Вот пришли к моему отчиму в неврологическое отделение телевизионщики из компании ЛОТ: это Ленинградское Областное Телевидение, ловится только у нас. Ну, там про область и достижения, а в частности про больницу, где отчим вот уже сорок лет служит районным невропатологом. Зверь.

Рапортовать о его мочекислом заведении с безмолвными утками и крякающими старушками. Все лежат, все постигают заключительные страницы неврологии.

И вот одна старенькая санитарка, боготворившая телевизор за то, что многократно возвратился «Мухтар-2», была прямо-таки сама не своя – до того ей хотелось запечатлеться среди остальных.

Она так разволновалась, что обделалась.

И просидела в сортире весь фильм, пока снимали ее пунцовых товарок, сестер-хозяек из узельной, да еще всякую второстепенную сволочь вроде занятых докторов, начмедов, поварих и главврачей.

Не все говно, что светится голубым экраном. Иным оно – несказанное утешение и радость всей жизни, но синяя птица мазнула глянцевым крылом, так как бумага закончилась.

Так она и не попала в кадр и даже в титры. Даже в название.

Маленькая, казалось бы потеря, а вся передача – наверняка насмарку.

Опять будет ложь о человеческом факторе, с которого на самом деле никак не начать медицинские реформы, благо он обделался и заперся на задвижку.

Превосходительство

Представьте, такое событие. У генерала болит зуб. Но в госпитале все должно быть устроено по высшему разряду. Никакого кресла, никакого «сплюньте». Плюющийся генерал? Да это мятеж, Черный Полковник!

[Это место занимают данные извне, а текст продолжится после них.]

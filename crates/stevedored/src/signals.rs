use std::io;

use tokio::signal::unix::{SignalKind, signal};
use tokio_util::sync::CancellationToken;
use tracing::{info, warn};

use stevedore_core::scheduler::Scheduler;

/// Listen for SIGINT and SIGTERM (cancel the returned token) and SIGUSR1 (log all jobs).
pub fn install(scheduler: Scheduler) -> io::Result<CancellationToken> {
    let mut sigterm = signal(SignalKind::terminate())?;
    let mut sigint = signal(SignalKind::interrupt())?;
    let mut sigusr1 = signal(SignalKind::user_defined1())?;

    let token = CancellationToken::new();
    let cancel = token.clone();
    tokio::spawn(async move {
        loop {
            tokio::select! {
                _ = sigterm.recv() => {
                    info!("received SIGTERM, shutting down");
                    break;
                }
                _ = sigint.recv() => {
                    info!("keyboard interrupt, shutting down");
                    break;
                }
                _ = sigusr1.recv() => dump_jobs(&scheduler),
            }
        }
        cancel.cancel();
    });
    Ok(token)
}

/// Log every scheduled job with its full definition.
pub fn dump_jobs(scheduler: &Scheduler) {
    let jobs = scheduler.jobs();
    info!(jobs = jobs.len(), "dumping scheduled jobs");
    for job in jobs {
        let definition = match serde_json::to_string(&job.definition) {
            Ok(json) => json,
            Err(e) => {
                warn!(job_id = %job.id, error = %e, "cannot serialize job definition");
                continue;
            }
        };
        info!(
            job_id = %job.id,
            job = %job.definition.name,
            container = %job.container_id,
            paused = job.paused,
            next_run = ?job.next_run,
            %definition,
            "scheduled job"
        );
    }
}
//! Container labels to job definitions.
//!
//! Labels under the configured namespace look like `<ns>.<job>.<attribute>` or
//! `<ns>.<job>.env.<VAR>`, plus the container-wide `<ns>.options.flags` and
//! `<ns>.options.user`. The parser groups them per job, applies flags and user fallbacks, and
//! validates every job on its own: a broken job is logged and dropped, its siblings survive.
mod cache;
use cache::LabelCache;

use std::collections::BTreeMap;
use std::sync::{Arc, Mutex, MutexGuard, PoisonError};

use serde::Serialize;
use tracing::{debug, error, warn};

use stevedore_model::{
    DEFAULT_NAMESPACE, DEFAULT_SERVICE_ID_LABELS, ENV_SEGMENT, Flags, IdentityLookup,
    JobDefinition, JobValidator, Labels, OPTIONS_DEPRECATED_KEY, OPTIONS_FLAGS_KEY,
    OPTIONS_USER_KEY, RawJob, ServiceIdentity, ValidatorConfig,
};

use crate::error::CoreResult;
use crate::runtime::{ContainerInfo, ContainerRuntime};

/// Label parser settings.
#[derive(Debug, Clone)]
pub struct ParserConfig {
    /// Label namespace, without the trailing dot.
    pub namespace: String,
    /// Ordered identity label keys.
    pub service_id_labels: Vec<String>,
    /// Flags applied before a container's own `options.flags`.
    pub default_flags: Flags,
    /// User for jobs without `user` when no `options.user` label is set.
    pub default_user: String,
    /// Number of parse results kept per container id.
    pub cache_capacity: usize,
    pub validator: ValidatorConfig,
}

impl Default for ParserConfig {
    fn default() -> Self {
        Self {
            namespace: DEFAULT_NAMESPACE.to_string(),
            service_id_labels: DEFAULT_SERVICE_ID_LABELS.iter().map(|s| s.to_string()).collect(),
            default_flags: Flags::resolve(&Flags::default(), "image,service"),
            default_user: "root".to_string(),
            cache_capacity: 128,
            validator: ValidatorConfig::default(),
        }
    }
}

/// Result of parsing one container's labels.
#[derive(Debug, Clone, Default, Serialize)]
pub struct ParsedLabels {
    /// `None` if no identity labels are set or only some of them.
    pub identity: Option<ServiceIdentity>,
    pub flags: Flags,
    /// Valid jobs keyed by name; empty means there is nothing to schedule.
    pub jobs: BTreeMap<String, JobDefinition>,
}

impl ParsedLabels {
    pub fn is_empty(&self) -> bool {
        self.jobs.is_empty()
    }
}

/// Container-wide options extracted from namespaced labels.
#[derive(Debug, Default, PartialEq, Eq)]
struct Options {
    flags: Option<String>,
    user: Option<String>,
}

pub struct LabelParser {
    cfg: ParserConfig,
    prefix: String,
    validator: JobValidator,
    runtime: Arc<dyn ContainerRuntime>,
    cache: Mutex<LabelCache>,
}

impl LabelParser {
    pub fn new(cfg: ParserConfig, runtime: Arc<dyn ContainerRuntime>) -> CoreResult<Self> {
        let validator = JobValidator::new(cfg.validator.clone())?;
        let prefix = format!("{}.", cfg.namespace.trim_end_matches('.'));
        let cache = Mutex::new(LabelCache::new(cfg.cache_capacity));
        Ok(Self {
            cfg,
            prefix,
            validator,
            runtime,
            cache,
        })
    }

    pub fn config(&self) -> &ParserConfig {
        &self.cfg
    }

    /// Parse the labels of a container, reusing an earlier result for the same container id.
    ///
    /// Image labels are only fetched when the resolved flags contain `image`.
    pub async fn parse(&self, container: &ContainerInfo) -> CoreResult<Arc<ParsedLabels>> {
        if let Some(hit) = self.cache().get(&container.id) {
            return Ok(hit);
        }

        let mut own = self.namespaced(&container.labels);
        let options = self.take_options(&container.id, &mut own);
        let flags = Flags::resolve(&self.cfg.default_flags, options.flags.as_deref().unwrap_or(""));

        let mut image_user = None;
        let merged = if flags.image() {
            let mut image = self.namespaced(&self.runtime.image_labels(&container.id).await?);
            let image_options = self.take_options(&container.id, &mut image);
            image_user = image_options.user;
            own.layered_over(&image)
        } else {
            own
        };

        let user = options
            .user
            .or(image_user)
            .unwrap_or_else(|| self.cfg.default_user.clone());
        let identity = self.identity(container);

        let parsed = Arc::new(ParsedLabels {
            jobs: self.definitions(&container.id, &merged, &user, identity.as_ref()),
            identity,
            flags,
        });
        debug!(
            container = %container.id,
            jobs = parsed.jobs.len(),
            flags = %parsed.flags,
            "parsed container labels"
        );
        self.cache().insert(&container.id, Arc::clone(&parsed));
        Ok(parsed)
    }

    /// Forget the cached result for a container.
    pub fn invalidate(&self, container_id: &str) {
        self.cache().remove(container_id);
    }

    #[cfg(test)]
    pub(crate) fn is_cached(&self, container_id: &str) -> bool {
        self.cache().get(container_id).is_some()
    }

    fn cache(&self) -> MutexGuard<'_, LabelCache> {
        self.cache.lock().unwrap_or_else(PoisonError::into_inner)
    }

    /// Labels under the namespace, with the namespace stripped from their keys.
    fn namespaced(&self, labels: &Labels) -> Labels {
        labels
            .iter()
            .filter_map(|(k, v)| k.strip_prefix(self.prefix.as_str()).map(|k| (k, v)))
            .collect()
    }

    fn take_options(&self, container_id: &str, labels: &mut Labels) -> Options {
        let deprecated = labels.remove(OPTIONS_DEPRECATED_KEY);
        if deprecated.is_some() {
            warn!(
                container = container_id,
                "the '{}{}' label is deprecated, use '{}{}' instead",
                self.prefix,
                OPTIONS_DEPRECATED_KEY,
                self.prefix,
                OPTIONS_FLAGS_KEY
            );
        }
        Options {
            flags: labels.remove(OPTIONS_FLAGS_KEY).or(deprecated),
            user: labels.remove(OPTIONS_USER_KEY),
        }
    }

    fn identity(&self, container: &ContainerInfo) -> Option<ServiceIdentity> {
        match ServiceIdentity::lookup(&container.labels, &self.cfg.service_id_labels) {
            IdentityLookup::Complete(identity) => Some(identity),
            IdentityLookup::Absent => None,
            IdentityLookup::Partial { missing } => {
                error!(
                    container = %container.id,
                    missing = %missing.join(","),
                    "container carries only some service identity labels, treating it as a standalone container"
                );
                None
            }
        }
    }

    /// Group namespaced labels per job and validate each group.
    fn definitions(
        &self,
        container_id: &str,
        labels: &Labels,
        user: &str,
        identity: Option<&ServiceIdentity>,
    ) -> BTreeMap<String, JobDefinition> {
        let mut out = BTreeMap::new();
        for raw in group_jobs(container_id, labels).values_mut() {
            raw.set_default("user", user);
            match self.validator.validate(raw) {
                Ok(mut definition) => {
                    definition.service_identity = identity.cloned();
                    out.insert(definition.name.clone(), definition);
                }
                Err(e) => error!(container = container_id, job = %raw.name, "{e}"),
            }
        }
        out
    }
}

/// Split `<job>.<attribute>` and `<job>.env.<VAR>` keys into raw jobs.
fn group_jobs(container_id: &str, labels: &Labels) -> BTreeMap<String, RawJob> {
    let mut jobs: BTreeMap<String, RawJob> = BTreeMap::new();
    for (key, value) in labels.iter() {
        if let Some((name, var)) = key.split_once(ENV_SEGMENT) {
            jobs.entry(name.to_string())
                .or_insert_with(|| RawJob::new(name))
                .environment
                .insert(var, value);
        } else if let Some((name, attribute)) = key.split_once('.') {
            jobs.entry(name.to_string())
                .or_insert_with(|| RawJob::new(name))
                .set(attribute, value);
        } else {
            debug!(container = container_id, label = key, "ignoring label without job attribute");
        }
    }
    jobs
}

Поэтому развернули большую операционную.

Все сверкает, все надраено; врачи и сестры стоят, улыбчивые донельзя. Установлен автоматизированный операционный стол с гуляющим изголовьем, приставлена лесенка. Мониторы, аппарат ИВЛ, инопланетные лекарства. Все с песнями моют руки, ждут генерала.

И генерал является – здоровый, розовощекий, полный как заповедный кабан. Он при регалиях, он в форме, он радостно пожимает руки.

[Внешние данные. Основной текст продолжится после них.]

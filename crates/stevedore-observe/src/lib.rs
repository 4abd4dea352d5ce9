mod logger;
pub use logger::*;

mod subscriber;

#[cfg(feature = "subscriber")]
pub use subscriber::*;
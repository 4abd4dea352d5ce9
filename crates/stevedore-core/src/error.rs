use thiserror::Error;

use crate::{locks::LockError, runtime::RuntimeError};
use stevedore_model::ModelError;

#[derive(Debug, Error)]
pub enum CoreError {
    #[error("runtime error: {0}")]
    Runtime(#[from] RuntimeError),

    /// The lock table disagrees with the reconciliation logic.
    ///
    /// This is a bug in the engine, never caused by container labels.
    #[error("service lock invariant violated: {0}")]
    Invariant(#[from] LockError),

    #[error("model error: {0}")]
    Model(#[from] ModelError),
}

pub type CoreResult<T> = Result<T, CoreError>;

Приготовлен общий наркоз, но он не желателен. Возможны отдаленные осложнения, плохое настроение.

Генерал укладывается на ложе; он шутит, ему проворно осматривают подсохший рот. Ему не больно и не страшно, он мужественный человек.

Приготовлен общий наркоз, но он не желателен. Возможны отдаленные осложнения, плохое настроение.

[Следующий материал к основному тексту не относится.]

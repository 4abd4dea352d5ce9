use std::collections::{HashMap, VecDeque};
use std::sync::Arc;

use crate::labels::ParsedLabels;

/// Bounded map of parse results, evicting the oldest insert first.
///
/// Container labels never change during a container's lifetime, so entries are only dropped
/// by eviction or explicit invalidation.
#[derive(Debug)]
pub(crate) struct LabelCache {
    capacity: usize,
    entries: HashMap<String, Arc<ParsedLabels>>,
    order: VecDeque<String>,
}

impl LabelCache {
    pub(crate) fn new(capacity: usize) -> Self {
        Self {
            capacity,
            entries: HashMap::new(),
            order: VecDeque::new(),
        }
    }

    pub(crate) fn get(&self, container_id: &str) -> Option<Arc<ParsedLabels>> {
        self.entries.get(container_id).cloned()
    }

    pub(crate) fn insert(&mut self, container_id: &str, parsed: Arc<ParsedLabels>) {
        if self.capacity == 0 {
            return;
        }
        if self.entries.insert(container_id.to_string(), parsed).is_none() {
            self.order.push_back(container_id.to_string());
        }
        while self.entries.len() > self.capacity {
            match self.order.pop_front() {
                Some(oldest) => {
                    self.entries.remove(&oldest);
                }
                None => break,
            }
        }
    }

    pub(crate) fn remove(&mut self, container_id: &str) {
        if self.entries.remove(container_id).is_some() {
            self.order.retain(|id| id != container_id);
        }
    }

    #[cfg(test)]
    pub(crate) fn len(&self) -> usize {
        self.entries.len()
    }
}

#[cfg(test)]
mod tests {
    use super::*;

    fn parsed() -> Arc<ParsedLabels> {
        Arc::new(ParsedLabels::default())
    }

    #[test]
    fn evicts_oldest_entry() {
        let mut cache = LabelCache::new(2);
        cache.insert("a", parsed());
        cache.insert("b", parsed());
        cache.insert("a", parsed());
        cache.insert("c", parsed());

        assert_eq!(cache.len(), 2);
        assert!(cache.get("a").is_none(), "oldest insert must be evicted");
        assert!(cache.get("b").is_some());
        assert!(cache.get("c").is_some());
    }

    #[test]
    fn remove_and_zero_capacity() {
        let mut cache = LabelCache::new(4);
        cache.insert("a", parsed());
        cache.remove("a");
        cache.remove("missing");
        assert_eq!(cache.len(), 0);

        let mut disabled = LabelCache::new(0);
        disabled.insert("a", parsed());
        assert!(disabled.get("a").is_none());
    }
}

Генерал укладывается на ложе; он шутит, ему проворно осматривают подсохший рот. Ему не больно и не страшно, он мужественный человек.

Его ждут дела, совещания и многочисленные пинки на летучках. Дикий зверь уже затравлен в лесу под водочку.

Ему делают обезболивающий укол.

Спустя полчаса операционная сестра обеспокоенно замечает:

– А ваш генерал почему-то не дышит.

Генерал умер.

Анафилактический шок. Лидокаин.

Очевидное и вероятное

Короче говоря – роды.

Обстановка не из лучших.

Воды отошли, поперечное положение – пора кесарить.

Приблизились к счастливой маме, вдохнули носом, пищеводом и ниже.

– Откуда? Пять часов вечера! Как от рюмочной, где рюмки величиной с царские кубки!

– Так это… в десять утра…

– А что было в десять утра?

– Ну как же. Муж со смены пришел.

Эпиляция

Женщина, пятидесяти лет.

Ничего радостного, впереди экстирпация матки. Большая и тяжелая операция.

Доктор сочувствует, старается поддержать. Можно ведь и без матки? В пятьдесят лет.

Женщина:

– Доктор! Я ведь буду без сознания? Я ведь буду под наркозом? Выщипайте мне брови!

Свифт

Если кто не знает, то Гулливер был доктором. Вот его универсальный рецепт от всех болезней:

«Микстура из кала и мочи… насильно вливаемая больному йеху в глотку. По моим наблюдениям, лекарство это приносит большую пользу, и в интересах общественного блага я смело рекомендую его моим соотечественникам как превосходное средство от всех недомоганий».

Терапия первичного крика

Больница.

Рассказал мне об этом писатель Клубков, работавший некогда санитаром.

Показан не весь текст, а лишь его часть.